The majority of promoters emerge and evolve within a subset of preexisting promoter motifs.

(A) We calculated the mutual information Ii(b, f) between nucleotide identity (b = A,T,C,G) and fluorescence scores rounded to the nearest whole number ( f = 1,2,3,4 a.u.) for each position i in a parent sequence. In essence, the calculation compares the probability pi(b) of a base b occurring at position i , and the probability p(f) that a sequence has a fluorescence score f. The joint probability pi(b, f) is the probability that a sequence with base b at position i has fluorescence score f. The greater the joint probability is compared to the individual probabilities, the more important the base at this position is for promoter activity.

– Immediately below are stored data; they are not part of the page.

use crate::models::report::{AdvisorySeverity, ApiKeyTotals, IpAddressTotals, Recommendation};

/// Rule-based advisories, evaluated in fixed priority order. The first three
/// rules are independent; the all-clear advisory fires only when none of
/// them produced anything.
pub fn evaluate(keys: &ApiKeyTotals, ips: &IpAddressTotals) -> Vec<Recommendation> {
    let mut out = Vec::new();

    if keys.expired > 0 {
        out.push(Recommendation {
            severity: AdvisorySeverity::Critical,
            title: "Expired API Keys Detected".to_string(),
            detail: format!(
                "You have {} expired API key(s). Rotate or remove them immediately.",
                keys.expired
            ),
        });
    }

    if ips.critical_risk > 0 {
        out.push(Recommendation {
            severity: AdvisorySeverity::Critical,
            title: "Critical Risk IP Addresses".to_string(),
            detail: format!(
                "{} IP address(es) marked as critical risk. Review and block if necessary.",
                ips.critical_risk
            ),
        });
    }

    if ips.high_risk > 0 {
        out.push(Recommendation {
            severity: AdvisorySeverity::Warning,
            title: "High Risk IP Addresses".to_string(),
            detail: format!(
                "{} IP address(es) marked as high risk. Monitor closely.",
                ips.high_risk
            ),
        });
    }

    if out.is_empty() {
        out.push(Recommendation {
            severity: AdvisorySeverity::Info,
            title: "All Systems Secure".to_string(),
            detail: "No critical security issues detected. Continue monitoring your systems regularly."
                .to_string(),
        });
    }

    out
}

#[cfg(test)]
mod tests {
    use super::*;

    fn keys(expired: usize) -> ApiKeyTotals {
        ApiKeyTotals {
            total: expired,
            active: 0,
            expired,
        }
    }

    fn ips(high: usize, critical: usize) -> IpAddressTotals {
        IpAddressTotals {
            total: high + critical,
            high_risk: high,
            critical_risk: critical,
        }
    }

    #[test]
    fn all_three_rules_can_fire_together() {
        let advisories = evaluate(&keys(2), &ips(1, 3));
        let titles: Vec<&str> = advisories.iter().map(|a| a.title.as_str()).collect();
        assert_eq!(
            titles,
            vec![
                "Expired API Keys Detected",
                "Critical Risk IP Addresses",
                "High Risk IP Addresses"
            ]
        );
    }

    #[test]
    fn counts_appear_in_advisory_text() {
        let advisories = evaluate(&keys(0), &ips(0, 3));
        assert!(advisories[0].detail.starts_with("3 IP address(es)"));
    }

    #[test]
    fn all_clear_fires_only_when_nothing_else_did() {
        let advisories = evaluate(&keys(0), &ips(0, 0));
        assert_eq!(advisories.len(), 1);
        assert_eq!(advisories[0].severity, AdvisorySeverity::Info);

        let advisories = evaluate(&keys(1), &ips(0, 0));
        assert!(advisories.iter().all(|a| a.title != "All Systems Secure"));
    }
}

See methods. (B) An example of how to interpret mutual information using position-weight matrix (PWM) scores of predicted -10 and -35 box motifs. Top: we plot the mutual information Ii(b, f) for P19’s top strand. P19 is an active promoter on both DNA strands. Solid line: mean mutual information. Shaded region: ± 1 standard deviation when the dataset is randomly split into three equally sized subsets (methods). Bottom: position-weight matrix (PWM) predictions for the -10 box motifs (magenta trapezoids) and -35 box motifs (orange trapezoids) along the wild-type parent sequence. We define hotspots as mutual information peaks greater than or equal to the 90th percentile of total mutual information (methods), and highlight them with dashed rectangles. (C) Stacked bar plots depicting the percentage of hotspots overlapping with -10 box motifs only (magenta), -35 box motifs only (orange), both -10 and -35 box motifs (red), or with neither (gray). We plot this both for active parents (left) and inactive parents (right). (D) Analogous to (B) but for the bottom strand of P3. P3 is an inactive parent sequence. Hotspot overlaps with a -10 box motif. (E) Analogous to (B) but for the top strand of P18. P18 is an inactive parent sequence. Hotspots overlap with (from left to right) a -35 box motif, both a -10 and a -35 box motif, and neither (None). Fig S6 shows analogous mutual information plots for daughters derived from each parent sequence.

Gaining -10 and -35 boxes that overlap with promoter motifs creates de-novo promoters.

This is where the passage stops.